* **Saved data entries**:
-- -- --
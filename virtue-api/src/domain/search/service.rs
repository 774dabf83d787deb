//! Query engine combining embedding generation and hybrid search.

use super::traits::{Embedder, Result, SearchError, SearchIndex};
use super::types::{HybridQuery, IndexFilter, SearchHit};

/// Configuration for the query side of search.
#[derive(Debug, Clone)]
pub struct SearchConfig {
    /// Result cap per query.
    pub limit: usize,
    /// Semantic share of the blended ranking: 0.7 means 70% vector
    /// similarity, 30% keyword relevance.
    pub semantic_ratio: f32,
}

impl Default for SearchConfig {
    fn default() -> Self {
        Self {
            limit: 20,
            semantic_ratio: 0.7,
        }
    }
}

/// Answers one search request with two sequential calls: embed the query
/// text, then issue a single hybrid query with AND-combined filters. Hits are
/// returned in engine order; no local re-ranking.
pub struct SearchService<E, I>
where
    E: Embedder,
    I: SearchIndex,
{
    embedder: E,
    index: I,
    config: SearchConfig,
}

impl<E, I> SearchService<E, I>
where
    E: Embedder,
    I: SearchIndex,
{
    pub fn new(embedder: E, index: I, config: SearchConfig) -> Self {
        Self {
            embedder,
            index,
            config,
        }
    }

    pub fn with_defaults(embedder: E, index: I) -> Self {
        Self::new(embedder, index, SearchConfig::default())
    }

    /// Execute a search query.
    ///
    /// An empty or whitespace-only query is rejected with
    /// [`SearchError::EmptyQuery`] before any external call.
    pub async fn search(
        &self,
        query_text: &str,
        language: Option<&str>,
        chapter: Option<&str>,
    ) -> Result<Vec<SearchHit>> {
        let query_text = query_text.trim();
        if query_text.is_empty() {
            return Err(SearchError::EmptyQuery);
        }

        let embedding = self.embedder.embed(query_text).await?;

        let query = HybridQuery {
            text: query_text.to_string(),
            embedding,
            filter: IndexFilter {
                language: language.map(str::to_string),
                chapter: chapter.map(str::to_string),
            },
            semantic_ratio: self.config.semantic_ratio,
            limit: self.config.limit,
        };

        self.index.search(&query).await
    }
}

#[cfg(test)]
mod tests {
    use super::*;
    use crate::domain::search::embedder::MockEmbedder;
    use crate::domain::search::index::MockSearchIndex;
    use crate::domain::search::types::PoemDocument;

    fn doc(id: &str, title: &str, language: &str, chapter: &str) -> PoemDocument {
        PoemDocument {
            id: id.into(),
            title: title.into(),
            content: format!("{title} full text"),
            chapter: chapter.into(),
            language: language.into(),
            path: format!("/{id}"),
            embedding: vec![],
        }
    }

    #[tokio::test]
    async fn empty_query_is_rejected_without_external_calls() {
        let embedder = MockEmbedder::default();
        let index = MockSearchIndex::new();
        let service = SearchService::with_defaults(embedder.clone(), index.clone());

        for query in ["", "   ", "\n\t"] {
            let err = service.search(query, None, None).await.unwrap_err();
            assert!(matches!(err, SearchError::EmptyQuery));
        }

        assert_eq!(embedder.call_count(), 0);
        assert_eq!(index.search_calls(), 0);
    }

    #[tokio::test]
    async fn query_embeds_once_and_searches_once() {
        let embedder = MockEmbedder::default();
        let index = MockSearchIndex::new();
        let service = SearchService::with_defaults(embedder.clone(), index.clone());

        service.search("faith", None, None).await.unwrap();

        assert_eq!(embedder.call_count(), 1);
        assert_eq!(index.search_calls(), 1);
    }

    #[tokio::test]
    async fn returns_matching_hits() {
        let index = MockSearchIndex::new().with_documents(vec![
            doc("en-salvation-have-faith", "Have Faith", "en", "Salvation"),
            doc("en-being-together-make-peace", "Make Peace", "en", "Being Together"),
        ]);
        let service = SearchService::with_defaults(MockEmbedder::default(), index);

        let hits = service.search("faith", None, None).await.unwrap();
        assert_eq!(hits.len(), 1);
        assert_eq!(hits[0].title, "Have Faith");
        assert_eq!(hits[0].formatted_title, "Have <mark>Faith</mark>");
    }

    #[tokio::test]
    async fn language_filter_never_leaks_other_languages() {
        let index = MockSearchIndex::new().with_documents(vec![
            doc("en-salvation-have-faith", "Have Faith", "en", "Salvation"),
            doc("fr-salvation-have-faith", "Have Faith", "fr", "Salvation"),
            doc("es-salvation-have-faith", "Have Faith", "es", "Salvation"),
        ]);
        let service = SearchService::with_defaults(MockEmbedder::default(), index);

        let hits = service.search("faith", Some("fr"), None).await.unwrap();
        assert!(!hits.is_empty());
        assert!(hits.iter().all(|hit| hit.language == "fr"));
    }

    #[tokio::test]
    async fn chapter_filter_is_and_combined_with_language() {
        let index = MockSearchIndex::new().with_documents(vec![
            doc("en-salvation-have-faith", "Have Faith", "en", "Salvation"),
            doc("en-the-way-do-good", "Do Good", "en", "The Way"),
            doc("fr-salvation-have-faith", "Have Faith", "fr", "Salvation"),
        ]);
        let service = SearchService::with_defaults(MockEmbedder::default(), index);

        let hits = service
            .search("a", Some("en"), Some("Salvation"))
            .await
            .unwrap();
        assert_eq!(hits.len(), 1);
        assert_eq!(hits[0].id, "en-salvation-have-faith");
    }

    #[tokio::test]
    async fn respects_the_result_cap() {
        let docs: Vec<PoemDocument> = (0..30)
            .map(|i| doc(&format!("en-x-{i}"), &format!("Faith {i}"), "en", "Salvation"))
            .collect();
        let index = MockSearchIndex::new().with_documents(docs);
        let service = SearchService::new(
            MockEmbedder::default(),
            index,
            SearchConfig {
                limit: 20,
                semantic_ratio: 0.7,
            },
        );

        let hits = service.search("faith", None, None).await.unwrap();
        assert_eq!(hits.len(), 20);
    }
}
-- -- --
* **Requirement**: For each record above, write it out again exactly.

* **Result of this exercise**:
filename virtue-api/src/domain/search/service.rs
repository 774dabf83d787deb
//! Query engine combining embedding generation and hybrid search.

use super::traits::{Embedder, Result, SearchError, SearchIndex};
use super::types::{HybridQuery, IndexFilter, SearchHit};

/// Configuration for the query side of search.
#[derive(Debug, Clone)]
pub struct SearchConfig {
    /// Result cap per query.
    pub limit: usize,
    /// Semantic share of the blended ranking: 0.7 means 70% vector
    /// similarity, 30% keyword relevance.
    pub semantic_ratio: f32,
}

impl Default for SearchConfig {
    fn default() -> Self {
        Self {
            limit: 20,
            semantic_ratio: 0.7,
        }
    }
}

/// Answers one search request with two sequential calls: embed the query
/// text, then issue a single hybrid query with AND-combined filters. Hits are
/// returned in engine order; no local re-ranking.
pub struct SearchService<E, I>
where
    E: Embedder,
    I: SearchIndex,
{
    embedder: E,
    index: I,
    config: SearchConfig,
}

impl<E, I> SearchService<E, I>
where
    E: Embedder,
    I: SearchIndex,
{
    pub fn new(embedder: E, index: I, config: SearchConfig) -> Self {
        Self {
            embedder,
            index,
            config,
        }
    }

    pub fn with_defaults(embedder: E, index: I) -> Self {
        Self::new(embedder, index, SearchConfig::default())
    }

    /// Execute a search query.
    ///
    /// An empty or whitespace-only query is rejected with
    /// [`SearchError::EmptyQuery`] before any external call.
    pub async fn search(
        &self,
        query_text: &str,
        language: Option<&str>,
        chapter: Option<&str>,
    ) -> Result<Vec<SearchHit>> {
        let query_text = query_text.trim();
        if query_text.is_empty() {
            return Err(SearchError::EmptyQuery);
        }

        let embedding = self.embedder.embed(query_text).await?;

        let query = HybridQuery {
            text: query_text.to_string(),
            embedding,
            filter: IndexFilter {
                language: language.map(str::to_string),
                chapter: chapter.map(str::to_string),
            },
            semantic_ratio: self.config.semantic_ratio,
            limit: self.config.limit,
        };

        self.index.search(&query).await
    }
}

#[cfg(test)]
mod tests {
    use super::*;
    use crate::domain::search::embedder::MockEmbedder;
    use crate::domain::search::index::MockSearchIndex;
    use crate::domain::search::types::PoemDocument;

    fn doc(id: &str, title: &str, language: &str, chapter: &str) -> PoemDocument {
        PoemDocument {
            id: id.into(),
            title: title.into(),
            content: format!("{title} full text"),
            chapter: chapter.into(),
            language: language.into(),
            path: format!("/{id}"),
            embedding: vec![],
        }
    }

    #[tokio::test]
    async fn empty_query_is_rejected_without_external_calls() {
        let embedder = MockEmbedder::default();
        let index = MockSearchIndex::new();
        let service = SearchService::with_defaults(embedder.clone(), index.clone());

        for query in ["", "   ", "\n\t"] {
            let err = service.search(query, None, None).await.unwrap_err();
            assert!(matches!(err, SearchError::EmptyQuery));
        }

        assert_eq!(embedder.call_count(), 0);
        assert_eq!(index.search_calls(), 0);
    }

    #[tokio::test]
    async fn query_embeds_once_and_searches_once() {
        let embedder = MockEmbedder::default();
        let index = MockSearchIndex::new();
        let service = SearchService::with_defaults(embedder.clone(), index.clone());

        service.search("faith", None, None).await.unwrap();

        assert_eq!(embedder.call_count(), 1);
        assert_eq!(index.search_calls(), 1);
    }

    #[tokio::test]
    async fn returns_matching_hits() {
        let index = MockSearchIndex::new().with_documents(vec![
            doc("en-salvation-have-faith", "Have Faith", "en", "Salvation"),
            doc("en-being-together-make-peace", "Make Peace", "en", "Being Together"),
        ]);
        let service = SearchService::with_defaults(MockEmbedder::default(), index);

        let hits = service.search("faith", None, None).await.unwrap();
        assert_eq!(hits.len(), 1);
        assert_eq!(hits[0].title, "Have Faith");
        assert_eq!(hits[0].formatted_title, "Have <mark>Faith</mark>");
    }

    #[tokio::test]
    async fn language_filter_never_leaks_other_languages() {
        let index = MockSearchIndex::new().with_documents(vec![
            doc("en-salvation-have-faith", "Have Faith", "en", "Salvation"),
            doc("fr-salvation-have-faith", "Have Faith", "fr", "Salvation"),
            doc("es-salvation-have-faith", "Have Faith", "es", "Salvation"),
        ]);
        let service = SearchService::with_defaults(MockEmbedder::default(), index);

        let hits = service.search("faith", Some("fr"), None).await.unwrap();
        assert!(!hits.is_empty());
        assert!(hits.iter().all(|hit| hit.language == "fr"));
    }

    #[tokio::test]
    async fn chapter_filter_is_and_combined_with_language() {
        let index = MockSearchIndex::new().with_documents(vec![
            doc("en-salvation-have-faith", "Have Faith", "en", "Salvation"),
            doc("en-the-way-do-good", "Do Good", "en", "The Way"),
            doc("fr-salvation-have-faith", "Have Faith", "fr", "Salvation"),
        ]);
        let service = SearchService::with_defaults(MockEmbedder::default(), index);

        let hits = service
            .search("a", Some("en"), Some("Salvation"))
            .await
            .unwrap();
        assert_eq!(hits.len(), 1);
        assert_eq!(hits[0].id, "en-salvation-have-faith");
    }

    #[tokio::test]
    async fn respects_the_result_cap() {
        let docs: Vec<PoemDocument> = (0..30)
            .map(|i| doc(&format!("en-x-{i}"), &format!("Faith {i}"), "en", "Salvation"))
            .collect();
        let index = MockSearchIndex::new().with_documents(docs);
        let service = SearchService::new(
            MockEmbedder::default(),
            index,
            SearchConfig {
                limit: 20,
                semantic_ratio: 0.7,
            },
        );

        let hits = service.search("faith", None, None).await.unwrap();
        assert_eq!(hits.len(), 20);
    }
}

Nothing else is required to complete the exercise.